Safe Reinforcement Learning, Unmanned Aerial Vehicle, Vision-driven Control

^†^†thanks: This work was supported by ONR N00014-20-1-2085 and N00014-24-1-2019.

1 Introduction

Performing surveillance and rescue missions by autonomous vehicles in complex and unknown riverine environments requires safe control policy for unmanned navigation overcoming detrimental failures such as collision with natural or man-made obstacles. For example during self-driving navigation missions an ASV can run aground to river bank or sand island, and an UAV can bump with trees or bridges. Deep Reinforcement Learning (DRL) approaches has been gaining promising results in solving autonomous navigation tasks of mobile robots, Wang et al. (2023); Lee and Yusuf (2022); Zhao et al. (2023). Water segmentation mask have been used for vision-driven autonomous river following of an UAV in a relatively simple curved river channel, Taufik et al. (2015); Taufik (2016). However, as illustrated in Ray et al. (2019); Ji et al. (2023a), meaningful trade-offs tend to exist between task performance and safety objectives, so that the well-trained DRL model in unconstrained manner may not have safe behaviors automatically. The safe policy can be achieved by injecting safety into DRL algorithms to satisfy safety constraints throughout exploration during training phase and inference during testing phase. Safe RL bridges the RL simulation experiments to real-world applications, Gu et al. (2022).

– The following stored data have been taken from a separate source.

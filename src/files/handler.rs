//! Collaborator traits and write options
//!
//! Pixel decoding, container re-encoding and EXIF directory packing are not
//! done by this crate. Callers plug them in through [`ImageCodec`] and
//! [`ExifPacker`]; everything else is handled by the built-in format handlers.

use crate::core::error::MetaResult;
use crate::core::namespace::CustomNamespace;
use crate::exif::ifd::ExifIfdMap;
use crate::types::format::{ContainerFormat, MetadataKind};

/// Options for metadata writes.
///
/// Use the builder pattern to configure options.
///
/// # Example
///
/// ```rust
/// use imgmeta::{ContainerFormat, MetadataKind, WriteOptions};
///
/// let options = WriteOptions::default()
///     .kind(MetadataKind::Xmp)
///     .format(ContainerFormat::Tiff)
///     .tiff_xmp_fallback(true);
/// assert_eq!(options.kind, Some(MetadataKind::Xmp));
/// ```
#[derive(Default, Clone, Debug, PartialEq, Eq)]
pub struct WriteOptions {
    /// Metadata kind to write (default: per format, see [`MetadataKind::default_for`])
    pub kind: Option<MetadataKind>,
    /// Declared container format, overriding detection
    pub format: Option<ContainerFormat>,
    /// Write EXIF instead of rejecting XMP writes to TIFF
    pub tiff_xmp_fallback: bool,
    /// Namespace for custom XMP keys
    pub custom_namespace: CustomNamespace,
}

impl WriteOptions {
    /// Write this kind of metadata.
    pub fn kind(mut self, kind: MetadataKind) -> Self {
        self.kind = Some(kind);
        self
    }

    /// Treat the input as this format instead of sniffing it.
    pub fn format(mut self, format: ContainerFormat) -> Self {
        self.format = Some(format);
        self
    }

    /// Treat the input as the named format (`JPEG`, `JPG`, `PNG`, `TIFF`, ...).
    ///
    /// Unrecognized names select [`ContainerFormat::Unknown`], which has no
    /// writer.
    pub fn format_name(self, name: &str) -> Self {
        self.format(ContainerFormat::from_name(name))
    }

    /// Route XMP writes for TIFF to the EXIF writer.
    ///
    /// TIFF has no XMP writer; by default such writes are rejected with
    /// [`MetaError::UnsupportedWriteFormat`](crate::MetaError::UnsupportedWriteFormat).
    pub fn tiff_xmp_fallback(mut self, enabled: bool) -> Self {
        self.tiff_xmp_fallback = enabled;
        self
    }

    /// Write custom XMP keys under this namespace.
    pub fn custom_namespace(mut self, namespace: CustomNamespace) -> Self {
        self.custom_namespace = namespace;
        self
    }
}

/// What an [`ImageCodec`] reports about a decoded image
#[derive(Debug, Clone, PartialEq, Eq)]
pub struct DecodedImage {
    /// Container format the codec recognized
    pub format: ContainerFormat,
    /// Width in pixels
    pub width: u32,
    /// Height in pixels
    pub height: u32,
    /// Text key/value pairs the codec found (PNG text, comments)
    pub text: Vec<(String, String)>,
    /// Raw EXIF blob, if the image carries one
    pub exif: Option<Vec<u8>>,
}

impl DecodedImage {
    /// An image with no text and no EXIF
    pub fn new(format: ContainerFormat, width: u32, height: u32) -> Self {
        Self {
            format,
            width,
            height,
            text: Vec::new(),
            exif: None,
        }
    }
}

/// Image decoding and re-encoding backend
///
/// Used to open images for the read path and to re-encode JPEG/TIFF
/// containers with a new EXIF blob on the EXIF write path.
pub trait ImageCodec: Send + Sync {
    /// Decode enough of `data` to report format, size, text and EXIF
    ///
    /// Fails with [`MetaError::InvalidContainer`](crate::MetaError::InvalidContainer)
    /// when `data` is not an image.
    fn decode(&self, data: &[u8]) -> MetaResult<DecodedImage>;

    /// Re-encode `data` as `format` with `exif` attached
    fn reencode(&self, data: &[u8], format: ContainerFormat, exif: &[u8]) -> MetaResult<Vec<u8>>;
}

/// TIFF/EXIF directory parser and packer
pub trait ExifPacker: Send + Sync {
    /// Parse the EXIF directories of an image or raw EXIF blob
    fn load(&self, data: &[u8]) -> MetaResult<ExifIfdMap>;

    /// Pack directories into a binary EXIF blob
    fn dump(&self, ifds: &ExifIfdMap) -> MetaResult<Vec<u8>>;
}

impl<T: ImageCodec + ?Sized> ImageCodec for &T {
    fn decode(&self, data: &[u8]) -> MetaResult<DecodedImage> {
        (**self).decode(data)
    }

    fn reencode(&self, data: &[u8], format: ContainerFormat, exif: &[u8]) -> MetaResult<Vec<u8>> {
        (**self).reencode(data, format, exif)
    }
}

impl<T: ExifPacker + ?Sized> ExifPacker for &T {
    fn load(&self, data: &[u8]) -> MetaResult<ExifIfdMap> {
        (**self).load(data)
    }

    fn dump(&self, ifds: &ExifIfdMap) -> MetaResult<Vec<u8>> {
        (**self).dump(ifds)
    }
}
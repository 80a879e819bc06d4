//! EXIF tag model, value decoding and field mapping
//!
//! Directory parsing and packing are left to an
//! [`ExifPacker`](crate::files::handler::ExifPacker); this module only works
//! on already-parsed directories.

pub mod ifd;
pub mod mapper;
pub mod value;

pub use ifd::{tag_name, ExifIfdMap, ExifValue, Ifd, IfdKind};
pub use mapper::{apply_updates, ExifField, EXIF_FIELDS};
pub use value::{decode_user_comment, decode_value, DecodedValue};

While DRL has proven effective in numerous game-like scenarios, its application to visual navigation within realistic environments presents a formidable challenge, Kulhánek et al. (2019). Li et al. (2020) tackles the visual navigation in a low-resource setting by an unsupervised RL approach, Xiao et al. (2022) focuses on extracting collision information from visual observation to reshape reward in navigating a ground agent, Zieliński and Markowska-Kaczmar (2021) employs image processing module like object detection network to navigate an Autonomous Underwater Vehicle (AUV) to a target point, Knyaz and Kniaz (2020) addresses the navigation of an UAV by jointly reconstructing 3D voxel model and semantic scene segmentation from images. Nevertheless, the exploration of DRL for vision-driven navigation in riverine domains, considering the interplay between task objectives and safety, remains a relatively under-researched and challenging area. Thus it is critical to investigate how state-of-the-art Safe RL algorithms balance these trade-offs in the river following task, where the safe agent in this paper is focused on UAVs, but can be extended to ASVs as well.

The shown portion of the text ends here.